(Saved entries)
════════════════
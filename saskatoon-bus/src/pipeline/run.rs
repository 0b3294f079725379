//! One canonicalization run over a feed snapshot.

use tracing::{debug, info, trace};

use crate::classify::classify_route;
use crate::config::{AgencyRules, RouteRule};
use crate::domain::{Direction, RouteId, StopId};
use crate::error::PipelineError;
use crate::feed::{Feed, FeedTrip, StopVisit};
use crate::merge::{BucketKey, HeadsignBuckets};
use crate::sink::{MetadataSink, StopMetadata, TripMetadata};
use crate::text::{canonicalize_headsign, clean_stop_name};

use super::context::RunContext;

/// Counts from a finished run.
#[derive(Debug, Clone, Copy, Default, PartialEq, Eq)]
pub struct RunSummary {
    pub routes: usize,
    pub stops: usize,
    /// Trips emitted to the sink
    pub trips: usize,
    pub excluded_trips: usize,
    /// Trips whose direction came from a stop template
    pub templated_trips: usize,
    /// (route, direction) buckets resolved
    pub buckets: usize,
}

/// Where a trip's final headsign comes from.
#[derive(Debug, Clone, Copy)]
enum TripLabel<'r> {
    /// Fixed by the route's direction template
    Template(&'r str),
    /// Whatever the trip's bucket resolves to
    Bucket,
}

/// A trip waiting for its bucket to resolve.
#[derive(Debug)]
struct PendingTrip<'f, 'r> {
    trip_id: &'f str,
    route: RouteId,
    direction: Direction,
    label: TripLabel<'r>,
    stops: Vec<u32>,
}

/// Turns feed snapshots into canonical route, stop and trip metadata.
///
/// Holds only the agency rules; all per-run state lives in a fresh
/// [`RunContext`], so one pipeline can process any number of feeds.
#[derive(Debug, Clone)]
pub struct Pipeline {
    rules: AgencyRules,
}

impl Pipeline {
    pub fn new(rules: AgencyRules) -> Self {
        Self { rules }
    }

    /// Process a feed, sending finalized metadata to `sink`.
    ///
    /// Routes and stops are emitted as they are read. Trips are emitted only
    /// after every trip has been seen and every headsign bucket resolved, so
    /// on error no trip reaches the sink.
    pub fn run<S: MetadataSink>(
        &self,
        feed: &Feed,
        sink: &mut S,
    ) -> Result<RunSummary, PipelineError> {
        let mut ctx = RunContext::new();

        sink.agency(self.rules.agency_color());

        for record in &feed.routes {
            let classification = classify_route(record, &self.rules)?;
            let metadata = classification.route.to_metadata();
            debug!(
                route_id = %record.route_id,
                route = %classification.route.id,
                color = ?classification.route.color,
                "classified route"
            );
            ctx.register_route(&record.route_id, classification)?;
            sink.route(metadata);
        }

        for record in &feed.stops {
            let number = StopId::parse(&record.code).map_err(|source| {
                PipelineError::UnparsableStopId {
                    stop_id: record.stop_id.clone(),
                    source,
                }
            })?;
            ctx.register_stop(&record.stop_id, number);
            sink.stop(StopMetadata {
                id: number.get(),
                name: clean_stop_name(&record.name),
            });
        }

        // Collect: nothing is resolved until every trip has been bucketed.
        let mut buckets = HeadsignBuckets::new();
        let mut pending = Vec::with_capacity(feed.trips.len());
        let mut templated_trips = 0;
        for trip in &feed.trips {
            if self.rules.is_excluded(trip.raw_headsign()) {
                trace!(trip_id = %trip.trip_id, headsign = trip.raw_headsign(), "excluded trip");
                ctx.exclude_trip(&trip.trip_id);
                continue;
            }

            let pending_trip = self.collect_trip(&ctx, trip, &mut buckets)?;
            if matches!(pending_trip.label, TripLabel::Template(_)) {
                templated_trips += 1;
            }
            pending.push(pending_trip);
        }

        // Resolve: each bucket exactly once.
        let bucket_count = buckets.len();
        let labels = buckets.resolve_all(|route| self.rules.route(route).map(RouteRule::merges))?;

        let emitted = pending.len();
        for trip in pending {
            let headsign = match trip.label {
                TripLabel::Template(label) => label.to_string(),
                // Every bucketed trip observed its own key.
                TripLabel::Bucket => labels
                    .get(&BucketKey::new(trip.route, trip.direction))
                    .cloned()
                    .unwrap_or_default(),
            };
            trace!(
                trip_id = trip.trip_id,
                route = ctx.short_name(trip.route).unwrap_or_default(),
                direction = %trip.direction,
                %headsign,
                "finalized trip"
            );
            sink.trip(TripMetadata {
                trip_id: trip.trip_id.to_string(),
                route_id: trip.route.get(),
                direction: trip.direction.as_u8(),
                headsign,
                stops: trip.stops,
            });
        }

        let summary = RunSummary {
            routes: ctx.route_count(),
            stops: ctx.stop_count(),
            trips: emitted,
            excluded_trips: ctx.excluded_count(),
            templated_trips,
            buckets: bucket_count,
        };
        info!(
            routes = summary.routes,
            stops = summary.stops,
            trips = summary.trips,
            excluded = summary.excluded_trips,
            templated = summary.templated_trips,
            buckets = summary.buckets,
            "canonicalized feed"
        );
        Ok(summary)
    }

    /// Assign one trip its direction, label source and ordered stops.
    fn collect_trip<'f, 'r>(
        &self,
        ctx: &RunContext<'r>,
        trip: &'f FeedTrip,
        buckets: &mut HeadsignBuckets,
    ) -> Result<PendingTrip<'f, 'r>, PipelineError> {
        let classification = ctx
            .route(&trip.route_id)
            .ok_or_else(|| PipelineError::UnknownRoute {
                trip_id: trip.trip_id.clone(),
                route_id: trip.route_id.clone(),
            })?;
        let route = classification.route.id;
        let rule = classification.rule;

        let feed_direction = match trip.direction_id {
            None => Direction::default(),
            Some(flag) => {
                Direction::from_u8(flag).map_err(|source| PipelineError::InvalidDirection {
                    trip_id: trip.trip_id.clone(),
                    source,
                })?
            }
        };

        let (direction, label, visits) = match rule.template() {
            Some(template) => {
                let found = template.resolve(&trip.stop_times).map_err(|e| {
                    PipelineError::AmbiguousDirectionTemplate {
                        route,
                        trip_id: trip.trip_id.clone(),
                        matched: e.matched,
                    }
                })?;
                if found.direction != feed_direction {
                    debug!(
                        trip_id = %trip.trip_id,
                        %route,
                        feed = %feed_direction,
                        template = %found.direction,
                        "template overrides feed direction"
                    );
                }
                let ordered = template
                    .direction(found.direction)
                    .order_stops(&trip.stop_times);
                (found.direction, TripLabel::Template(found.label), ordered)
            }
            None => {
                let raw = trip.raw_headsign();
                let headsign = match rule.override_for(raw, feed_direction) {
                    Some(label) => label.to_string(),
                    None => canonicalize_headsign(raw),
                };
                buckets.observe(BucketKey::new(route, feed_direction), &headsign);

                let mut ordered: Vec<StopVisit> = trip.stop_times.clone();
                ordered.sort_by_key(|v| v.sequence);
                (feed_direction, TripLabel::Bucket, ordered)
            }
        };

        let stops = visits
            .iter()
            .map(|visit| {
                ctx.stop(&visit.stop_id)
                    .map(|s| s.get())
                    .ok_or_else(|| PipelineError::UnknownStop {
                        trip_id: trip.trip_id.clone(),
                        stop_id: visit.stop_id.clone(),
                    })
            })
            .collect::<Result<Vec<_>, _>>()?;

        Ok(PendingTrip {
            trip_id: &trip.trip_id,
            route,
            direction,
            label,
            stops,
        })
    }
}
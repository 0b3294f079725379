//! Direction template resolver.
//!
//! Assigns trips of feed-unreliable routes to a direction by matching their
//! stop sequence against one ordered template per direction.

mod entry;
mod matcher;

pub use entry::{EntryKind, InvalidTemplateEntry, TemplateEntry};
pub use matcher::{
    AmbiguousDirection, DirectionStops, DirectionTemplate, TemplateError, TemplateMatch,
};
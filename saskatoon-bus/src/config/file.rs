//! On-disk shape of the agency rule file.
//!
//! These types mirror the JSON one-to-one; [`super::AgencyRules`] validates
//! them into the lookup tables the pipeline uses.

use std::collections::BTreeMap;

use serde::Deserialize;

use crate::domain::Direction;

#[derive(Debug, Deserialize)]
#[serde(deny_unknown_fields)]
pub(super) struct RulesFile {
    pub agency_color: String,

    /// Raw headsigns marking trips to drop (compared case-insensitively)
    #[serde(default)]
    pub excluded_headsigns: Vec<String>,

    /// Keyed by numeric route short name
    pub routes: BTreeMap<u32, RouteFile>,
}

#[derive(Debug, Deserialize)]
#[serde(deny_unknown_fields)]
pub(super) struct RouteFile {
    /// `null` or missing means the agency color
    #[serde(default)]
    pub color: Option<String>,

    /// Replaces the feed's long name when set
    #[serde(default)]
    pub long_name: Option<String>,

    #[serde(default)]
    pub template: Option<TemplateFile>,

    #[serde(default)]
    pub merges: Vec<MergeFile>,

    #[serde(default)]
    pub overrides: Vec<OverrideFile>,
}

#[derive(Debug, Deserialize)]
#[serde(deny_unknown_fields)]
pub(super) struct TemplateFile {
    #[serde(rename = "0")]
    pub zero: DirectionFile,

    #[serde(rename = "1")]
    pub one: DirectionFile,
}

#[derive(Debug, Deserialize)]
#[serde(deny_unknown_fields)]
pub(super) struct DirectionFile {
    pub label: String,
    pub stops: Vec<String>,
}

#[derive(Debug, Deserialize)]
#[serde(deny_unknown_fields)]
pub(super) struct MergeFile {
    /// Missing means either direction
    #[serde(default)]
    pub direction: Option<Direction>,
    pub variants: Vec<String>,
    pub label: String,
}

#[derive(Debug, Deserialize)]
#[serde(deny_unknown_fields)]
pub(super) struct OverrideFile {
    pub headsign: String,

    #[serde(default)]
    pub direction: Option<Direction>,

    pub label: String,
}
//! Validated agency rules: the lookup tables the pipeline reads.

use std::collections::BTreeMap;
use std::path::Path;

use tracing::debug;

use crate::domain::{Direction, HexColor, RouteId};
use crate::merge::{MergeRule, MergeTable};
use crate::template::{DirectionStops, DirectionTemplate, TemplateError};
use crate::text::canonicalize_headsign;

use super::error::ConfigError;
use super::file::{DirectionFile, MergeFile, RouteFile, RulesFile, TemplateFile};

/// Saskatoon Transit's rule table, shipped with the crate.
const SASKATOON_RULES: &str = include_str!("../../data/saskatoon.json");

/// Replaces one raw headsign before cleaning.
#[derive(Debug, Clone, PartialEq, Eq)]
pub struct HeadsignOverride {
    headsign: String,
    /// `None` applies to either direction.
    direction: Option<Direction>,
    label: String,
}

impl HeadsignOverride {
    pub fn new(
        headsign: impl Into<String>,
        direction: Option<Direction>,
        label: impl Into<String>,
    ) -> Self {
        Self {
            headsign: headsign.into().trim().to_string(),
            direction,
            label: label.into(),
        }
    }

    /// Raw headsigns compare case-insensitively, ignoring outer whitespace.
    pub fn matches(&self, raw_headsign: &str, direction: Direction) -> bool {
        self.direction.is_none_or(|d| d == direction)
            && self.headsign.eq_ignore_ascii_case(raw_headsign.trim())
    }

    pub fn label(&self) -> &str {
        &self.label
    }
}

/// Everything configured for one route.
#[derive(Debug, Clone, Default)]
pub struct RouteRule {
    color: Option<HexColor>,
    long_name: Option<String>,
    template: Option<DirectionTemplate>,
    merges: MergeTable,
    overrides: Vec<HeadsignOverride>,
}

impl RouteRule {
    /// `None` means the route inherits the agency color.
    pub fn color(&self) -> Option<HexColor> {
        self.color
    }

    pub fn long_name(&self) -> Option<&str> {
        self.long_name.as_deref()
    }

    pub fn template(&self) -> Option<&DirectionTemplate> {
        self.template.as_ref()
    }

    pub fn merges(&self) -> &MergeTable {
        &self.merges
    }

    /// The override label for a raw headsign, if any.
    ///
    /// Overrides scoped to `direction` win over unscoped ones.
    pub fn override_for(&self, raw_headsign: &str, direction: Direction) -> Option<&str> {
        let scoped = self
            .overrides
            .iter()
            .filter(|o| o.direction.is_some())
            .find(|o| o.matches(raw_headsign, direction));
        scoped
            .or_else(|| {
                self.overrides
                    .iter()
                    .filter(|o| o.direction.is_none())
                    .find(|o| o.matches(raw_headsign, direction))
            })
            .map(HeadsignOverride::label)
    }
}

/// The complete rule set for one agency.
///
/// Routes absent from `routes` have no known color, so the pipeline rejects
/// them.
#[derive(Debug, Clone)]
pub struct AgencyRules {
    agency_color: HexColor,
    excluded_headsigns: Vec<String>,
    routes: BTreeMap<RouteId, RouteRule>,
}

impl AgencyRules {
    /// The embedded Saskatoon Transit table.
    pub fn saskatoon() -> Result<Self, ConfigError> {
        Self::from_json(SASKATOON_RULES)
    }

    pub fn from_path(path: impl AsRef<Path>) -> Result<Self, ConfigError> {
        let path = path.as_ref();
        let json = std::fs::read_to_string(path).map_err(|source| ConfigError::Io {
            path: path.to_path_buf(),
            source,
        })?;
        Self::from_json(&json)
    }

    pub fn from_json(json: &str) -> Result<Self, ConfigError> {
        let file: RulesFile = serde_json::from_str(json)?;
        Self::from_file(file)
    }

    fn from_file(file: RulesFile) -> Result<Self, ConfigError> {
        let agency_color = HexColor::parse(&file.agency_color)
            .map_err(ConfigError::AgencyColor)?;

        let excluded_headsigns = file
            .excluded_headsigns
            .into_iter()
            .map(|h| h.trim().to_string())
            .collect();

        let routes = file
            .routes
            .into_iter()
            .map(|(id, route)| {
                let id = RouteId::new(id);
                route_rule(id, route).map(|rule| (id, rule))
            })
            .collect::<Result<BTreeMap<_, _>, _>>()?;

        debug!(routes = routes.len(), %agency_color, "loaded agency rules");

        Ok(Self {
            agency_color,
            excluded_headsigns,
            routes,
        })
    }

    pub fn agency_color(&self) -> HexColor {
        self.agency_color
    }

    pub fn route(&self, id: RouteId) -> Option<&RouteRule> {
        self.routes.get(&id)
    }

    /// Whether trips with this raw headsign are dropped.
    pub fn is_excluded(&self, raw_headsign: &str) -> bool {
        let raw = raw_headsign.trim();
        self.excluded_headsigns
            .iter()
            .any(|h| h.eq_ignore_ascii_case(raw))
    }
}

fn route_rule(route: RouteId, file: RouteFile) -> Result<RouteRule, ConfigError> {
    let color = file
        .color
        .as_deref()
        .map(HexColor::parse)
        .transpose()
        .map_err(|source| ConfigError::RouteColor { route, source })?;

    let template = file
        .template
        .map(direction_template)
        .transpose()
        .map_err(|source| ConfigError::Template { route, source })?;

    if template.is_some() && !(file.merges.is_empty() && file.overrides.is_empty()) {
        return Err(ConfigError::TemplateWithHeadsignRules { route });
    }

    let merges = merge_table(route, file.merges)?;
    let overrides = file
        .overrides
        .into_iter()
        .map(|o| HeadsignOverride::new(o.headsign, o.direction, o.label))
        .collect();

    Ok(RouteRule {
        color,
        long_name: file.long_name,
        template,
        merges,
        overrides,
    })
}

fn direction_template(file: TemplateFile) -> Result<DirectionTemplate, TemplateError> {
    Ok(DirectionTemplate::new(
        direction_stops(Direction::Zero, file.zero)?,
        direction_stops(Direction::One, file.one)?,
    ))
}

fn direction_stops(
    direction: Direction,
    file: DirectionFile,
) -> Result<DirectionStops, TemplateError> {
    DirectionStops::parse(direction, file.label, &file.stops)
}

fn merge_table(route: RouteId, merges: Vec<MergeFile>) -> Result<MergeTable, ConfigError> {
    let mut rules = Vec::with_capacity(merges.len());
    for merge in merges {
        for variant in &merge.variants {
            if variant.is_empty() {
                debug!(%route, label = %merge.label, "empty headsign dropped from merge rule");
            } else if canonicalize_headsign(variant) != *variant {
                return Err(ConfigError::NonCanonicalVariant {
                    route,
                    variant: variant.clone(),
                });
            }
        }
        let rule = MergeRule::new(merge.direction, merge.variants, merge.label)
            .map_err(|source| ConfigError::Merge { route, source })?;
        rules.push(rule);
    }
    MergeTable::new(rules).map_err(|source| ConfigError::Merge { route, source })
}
════════════════
TRY IT: If a line above contains the word "PendingTrip", list it.

EXERCISE SOLUTION:
struct PendingTrip<'f, 'r> {
    ) -> Result<PendingTrip<'f, 'r>, PipelineError> {
        Ok(PendingTrip {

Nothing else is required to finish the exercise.